TAKACHAR

XPRIZE TRACK
LAND

CDR PATHWAY(S)
Land - Thermal conversion of biomass (biochar)

PHYSICAL PRODUCTS
Advanced Materials, Biochar, Energy, Soil/Soil Additives

FOUNDED
2015

GET IN TOUCH

Takachar Limited
New Delhi, India; Mwea, Kenya; San Francisco, CA, USA; Vancouver, Canada
www.takachar.com

Kevin Yung
[email protected]



COMPANY DESCRIPTION

We use MIT technology to build a decentralized internet-of-things-enabled reactor network to rapidly and profitably scale biochar deployment without being dependent on carbon offset credits. Our patent-pending, low-cost, and portable hardware and control systems enable village-based production of customizable biochar-based fertilizers using locally available crop residues and labor.
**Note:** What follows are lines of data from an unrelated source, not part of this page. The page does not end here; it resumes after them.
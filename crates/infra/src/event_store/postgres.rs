//! Postgres-backed event store implementation.
//!
//! Persists events in a single append-only `events` table with optimistic
//! concurrency enforced at the database level:
//!
//! ```sql
//! CREATE TABLE events (
//!     event_id        UUID PRIMARY KEY,
//!     aggregate_id    UUID NOT NULL,
//!     aggregate_type  TEXT NOT NULL,
//!     sequence_number BIGINT NOT NULL CHECK (sequence_number > 0),
//!     event_type      TEXT NOT NULL,
//!     event_version   INT NOT NULL,
//!     occurred_at     TIMESTAMPTZ NOT NULL,
//!     payload         JSONB NOT NULL,
//!     created_at      TIMESTAMPTZ NOT NULL DEFAULT now(),
//!     UNIQUE (aggregate_id, sequence_number)
//! );
//! ```
//!
//! ## Error Mapping
//!
//! | PostgreSQL error code | EventStoreError | Scenario |
//! |----------------------|-----------------|----------|
//! | `23505` (unique violation) | `Concurrency` | Concurrent append raced on sequence_number |
//! | `23503` (foreign key) | `InvalidAppend` | Referential integrity (should not occur) |
//! | `23514` (check constraint) | `InvalidAppend` | Invalid data (e.g. sequence_number <= 0) |
//! | other | `InvalidAppend` | Other database/connection failures |

use chrono::{DateTime, Utc};
use sqlx::{FromRow, PgPool, Postgres, Row, Transaction};
use std::sync::Arc;
use tracing::{instrument, Span};

use shopforge_core::{AggregateId, ExpectedVersion};

use super::query::{EventFilter, EventQuery, EventQueryResult, Pagination};
use super::r#trait::{EventStore, EventStoreError, StoredEvent, UncommittedEvent};

/// Postgres-backed append-only event store.
///
/// The `append()` path runs in a transaction: read the current stream
/// version (`MAX(sequence_number)`), validate the expectation, insert the
/// batch. If another transaction commits in between, the unique constraint
/// on `(aggregate_id, sequence_number)` fails the insert and the error is
/// surfaced as `Concurrency`.
#[derive(Debug, Clone)]
pub struct PostgresEventStore {
    pool: Arc<PgPool>,
}

impl PostgresEventStore {
    pub fn new(pool: PgPool) -> Self {
        Self {
            pool: Arc::new(pool),
        }
    }

    /// Load all events for an aggregate stream, in sequence order.
    ///
    /// Returns an empty vector if the stream doesn't exist.
    #[instrument(skip(self), fields(aggregate_id = %aggregate_id.as_uuid()), err)]
    pub async fn load_stream(
        &self,
        aggregate_id: AggregateId,
    ) -> Result<Vec<StoredEvent>, EventStoreError> {
        let span = Span::current();
        span.record("operation", "load_stream");

        let rows = sqlx::query(
            r#"
            SELECT
                event_id,
                aggregate_id,
                aggregate_type,
                sequence_number,
                event_type,
                event_version,
                occurred_at,
                payload,
                created_at
            FROM events
            WHERE aggregate_id = $1
            ORDER BY sequence_number ASC
            "#,
        )
        .bind(aggregate_id.as_uuid())
        .fetch_all(&*self.pool)
        .await
        .map_err(|e| map_sqlx_error("load_stream", e))?;

        let mut stored_events = Vec::with_capacity(rows.len());
        for row in rows {
            let stored = StoredEventRow::from_row(&row).map_err(|e| {
                EventStoreError::InvalidAppend(format!("failed to deserialize event row: {e}"))
            })?;
            stored_events.push(stored.into());
        }

        span.record("event_count", stored_events.len());
        Ok(stored_events)
    }

    /// Append events to a stream with optimistic concurrency control.
    #[instrument(
        skip(self, events),
        fields(
            aggregate_id = %aggregate_id.as_uuid(),
            event_count = events.len(),
            expected_version = ?expected_version
        ),
        err
    )]
    pub async fn append_events(
        &self,
        aggregate_id: AggregateId,
        events: Vec<UncommittedEvent>,
        expected_version: ExpectedVersion,
    ) -> Result<Vec<StoredEvent>, EventStoreError> {
        if events.is_empty() {
            return Ok(vec![]);
        }

        let span = Span::current();
        span.record("operation", "append_events");

        // Validate all events target the same aggregate stream.
        for (idx, e) in events.iter().enumerate() {
            if e.aggregate_id != aggregate_id {
                return Err(EventStoreError::InvalidAppend(format!(
                    "batch contains multiple aggregate_ids (index {idx})"
                )));
            }
        }

        let aggregate_type = events[0].aggregate_type.clone();

        let mut tx = self
            .pool
            .begin()
            .await
            .map_err(|e| map_sqlx_error("begin_transaction", e))?;

        let (current_version, existing_aggregate_type) =
            check_stream_version(&mut tx, aggregate_id).await?;

        // Aggregate type stability across the stream.
        if let Some(ref existing_type) = existing_aggregate_type {
            if existing_type != &aggregate_type {
                tx.rollback()
                    .await
                    .map_err(|e| map_sqlx_error("rollback", e))?;
                return Err(EventStoreError::AggregateTypeMismatch(format!(
                    "stream aggregate_type is '{existing_type}', attempted append with '{aggregate_type}'"
                )));
            }
        }

        if !expected_version.matches(current_version) {
            tx.rollback()
                .await
                .map_err(|e| map_sqlx_error("rollback", e))?;
            return Err(EventStoreError::Concurrency(format!(
                "optimistic concurrency check failed: expected {expected_version:?}, found {current_version}"
            )));
        }

        // Insert events with sequence numbers starting at current_version + 1.
        let mut stored_events = Vec::with_capacity(events.len());
        let mut next_sequence = current_version + 1;

        for event in events {
            sqlx::query(
                r#"
                INSERT INTO events (
                    event_id,
                    aggregate_id,
                    aggregate_type,
                    sequence_number,
                    event_type,
                    event_version,
                    occurred_at,
                    payload
                )
                VALUES ($1, $2, $3, $4, $5, $6, $7, $8)
                "#,
            )
            .bind(event.event_id)
            .bind(aggregate_id.as_uuid())
            .bind(&aggregate_type)
            .bind(next_sequence as i64)
            .bind(&event.event_type)
            .bind(event.event_version as i32)
            .bind(event.occurred_at)
            .bind(&event.payload)
            .execute(&mut *tx)
            .await
            .map_err(|e| {
                // Unique constraint violation means another transaction
                // inserted the same sequence number concurrently.
                if is_unique_violation(&e) {
                    EventStoreError::Concurrency(format!(
                        "concurrent append detected: sequence_number {next_sequence} already exists"
                    ))
                } else {
                    map_sqlx_error("insert_event", e)
                }
            })?;

            let stored = StoredEvent {
                event_id: event.event_id,
                aggregate_id: event.aggregate_id,
                aggregate_type: event.aggregate_type,
                sequence_number: next_sequence,
                event_type: event.event_type,
                event_version: event.event_version,
                occurred_at: event.occurred_at,
                payload: event.payload,
            };
            stored_events.push(stored);
            next_sequence += 1;
        }

        tx.commit()
            .await
            .map_err(|e| map_sqlx_error("commit_transaction", e))?;

        span.record("committed_events", stored_events.len());
        Ok(stored_events)
    }
}

/// Check the current version of a stream.
///
/// Returns `(current_version, aggregate_type)`; both report "no stream" as
/// `0` / `None`.
async fn check_stream_version(
    tx: &mut Transaction<'_, Postgres>,
    aggregate_id: AggregateId,
) -> Result<(u64, Option<String>), EventStoreError> {
    let row = sqlx::query(
        r#"
        SELECT
            COALESCE(MAX(sequence_number), 0) as current_version,
            MAX(aggregate_type) as aggregate_type
        FROM events
        WHERE aggregate_id = $1
        "#,
    )
    .bind(aggregate_id.as_uuid())
    .fetch_one(&mut **tx)
    .await
    .map_err(|e| map_sqlx_error("check_stream_version", e))?;

    let current_version: Option<i64> = row.try_get("current_version").map_err(|e| {
        EventStoreError::InvalidAppend(format!("failed to read current_version: {e}"))
    })?;
    let aggregate_type: Option<String> = row.try_get("aggregate_type").map_err(|e| {
        EventStoreError::InvalidAppend(format!("failed to read aggregate_type: {e}"))
    })?;

    Ok((current_version.unwrap_or(0) as u64, aggregate_type))
}

/// Map SQLx errors to EventStoreError.
fn map_sqlx_error(operation: &str, err: sqlx::Error) -> EventStoreError {
    match err {
        sqlx::Error::Database(db_err) => {
            let msg = format!("database error in {}: {}", operation, db_err.message());

            if let Some(code) = db_err.code() {
                match code.as_ref() {
                    "23505" => EventStoreError::Concurrency(msg),
                    "23503" | "23514" => EventStoreError::InvalidAppend(msg),
                    _ => EventStoreError::InvalidAppend(msg),
                }
            } else {
                EventStoreError::InvalidAppend(msg)
            }
        }
        sqlx::Error::PoolClosed => {
            EventStoreError::InvalidAppend(format!("connection pool closed in {operation}"))
        }
        sqlx::Error::RowNotFound => {
            EventStoreError::InvalidAppend(format!("unexpected row not found in {operation}"))
        }
        _ => EventStoreError::InvalidAppend(format!("sqlx error in {operation}: {err}")),
    }
}

/// Check if an error is a unique constraint violation.
fn is_unique_violation(err: &sqlx::Error) -> bool {
    if let sqlx::Error::Database(db_err) = err {
        if let Some(code) = db_err.code() {
            return code.as_ref() == "23505";
        }
    }
    false
}

// SQLx row types

#[derive(Debug)]
struct StoredEventRow {
    event_id: uuid::Uuid,
    aggregate_id: uuid::Uuid,
    aggregate_type: String,
    sequence_number: i64,
    event_type: String,
    event_version: i32,
    occurred_at: DateTime<Utc>,
    payload: serde_json::Value,
    #[allow(dead_code)] // Not surfaced in StoredEvent; kept for monitoring queries.
    created_at: DateTime<Utc>,
}

impl<'r> sqlx::FromRow<'r, sqlx::postgres::PgRow> for StoredEventRow {
    fn from_row(row: &'r sqlx::postgres::PgRow) -> Result<Self, sqlx::Error> {
        Ok(StoredEventRow {
            event_id: row.try_get("event_id")?,
            aggregate_id: row.try_get("aggregate_id")?,
            aggregate_type: row.try_get("aggregate_type")?,
            sequence_number: row.try_get("sequence_number")?,
            event_type: row.try_get("event_type")?,
            event_version: row.try_get("event_version")?,
            occurred_at: row.try_get("occurred_at")?,
            payload: row.try_get("payload")?,
            created_at: row.try_get("created_at")?,
        })
    }
}

impl From<StoredEventRow> for StoredEvent {
    fn from(row: StoredEventRow) -> Self {
        StoredEvent {
            event_id: row.event_id,
            aggregate_id: AggregateId::from_uuid(row.aggregate_id),
            aggregate_type: row.aggregate_type,
            sequence_number: row.sequence_number as u64,
            event_type: row.event_type,
            event_version: row.event_version as u32,
            occurred_at: row.occurred_at,
            payload: row.payload,
        }
    }
}

// Implement the synchronous EventStore trait

impl EventStore for PostgresEventStore {
    fn append(
        &self,
        events: Vec<UncommittedEvent>,
        expected_version: ExpectedVersion,
    ) -> Result<Vec<StoredEvent>, EventStoreError> {
        // The EventStore trait is synchronous, but Postgres operations are
        // async. We bridge via the current tokio runtime handle; callers
        // must be inside a tokio runtime context.
        let handle = tokio::runtime::Handle::try_current().map_err(|_| {
            EventStoreError::InvalidAppend(
                "PostgresEventStore requires an async runtime (tokio)".to_string(),
            )
        })?;

        if events.is_empty() {
            return Ok(vec![]);
        }

        let aggregate_id = events[0].aggregate_id;
        handle.block_on(self.append_events(aggregate_id, events, expected_version))
    }

    fn load_stream(&self, aggregate_id: AggregateId) -> Result<Vec<StoredEvent>, EventStoreError> {
        let handle = tokio::runtime::Handle::try_current().map_err(|_| {
            EventStoreError::InvalidAppend(
                "PostgresEventStore requires an async runtime (tokio)".to_string(),
            )
        })?;

        handle.block_on(self.load_stream(aggregate_id))
    }
}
The resultant standalone, government-certified fertilizer blend helps farmers improve their yield by up to 30% and net income by 50%, thereby uniquely advancing climate justice simultaneously.

CORE INNOVATION

Most crop/forest (biomass) residues are loose, wet, bulky, and too expensive to collect/ transport to centralized, one-size-fits-all biochar facilities. Our differentiation is that we make biomass technology small-scale, portable, and flexible in terms of biomass and output bioproducts. This allows us unique access to rural, decentralized, small pockets of biomass for localized utilization that larger technologies cannot reach. Furthermore, our tunable control system allows for placed-based customization of biochar produced to optimize to local soil/crop needs.

CO2 CAPTURE

CO2 is captured by growing plants (crops and trees). In the baseline, after harvest, the non-merchantable residues are typically burned in open air, which releases the same CO2 back into the atmosphere (and in some cases methane from anaerobic decomposition). Our thermochemical process intercepts this CO2 cycle by turning the carbon-based plant matter into a more recalcitrant composition with persistence when applied into the soil from thousands to millions of years (Schimdt et al., 2022).

CO2 SEQUESTRATION

The primary method of sequestration is that, after rendering the biochar noncombustible by blending it with water and nutrient, the mixture is then applied to the soil as a government-certified fertilizer blend on farms and forested lands. Mainstream methodologies, however, tend not to care about the application boundary. For example, if certain fraction of the biochar ended up in a landfill or river, then generally the biochar remains inert, and CO2 is still considered sequestered.

CO-BENEFITS OR PRODUCTS

Each tonne of carbon removed from our process is inextricably linked with other social/ environmental impacts overwhelmingly benefiting rural, underserved communities. Our 14,000 customers range from the poorest smallholder farmers in Kenya/India to the most remote First Nations communities in Canada. We have created >$1.5 million in unskilled rural job opportunities, enabling these communities to depend less on expensive, imported, and carbon-intensive chemical fertilizers. By utilizing high-risk residues, we also reduce the risk of catastrophic wildfires.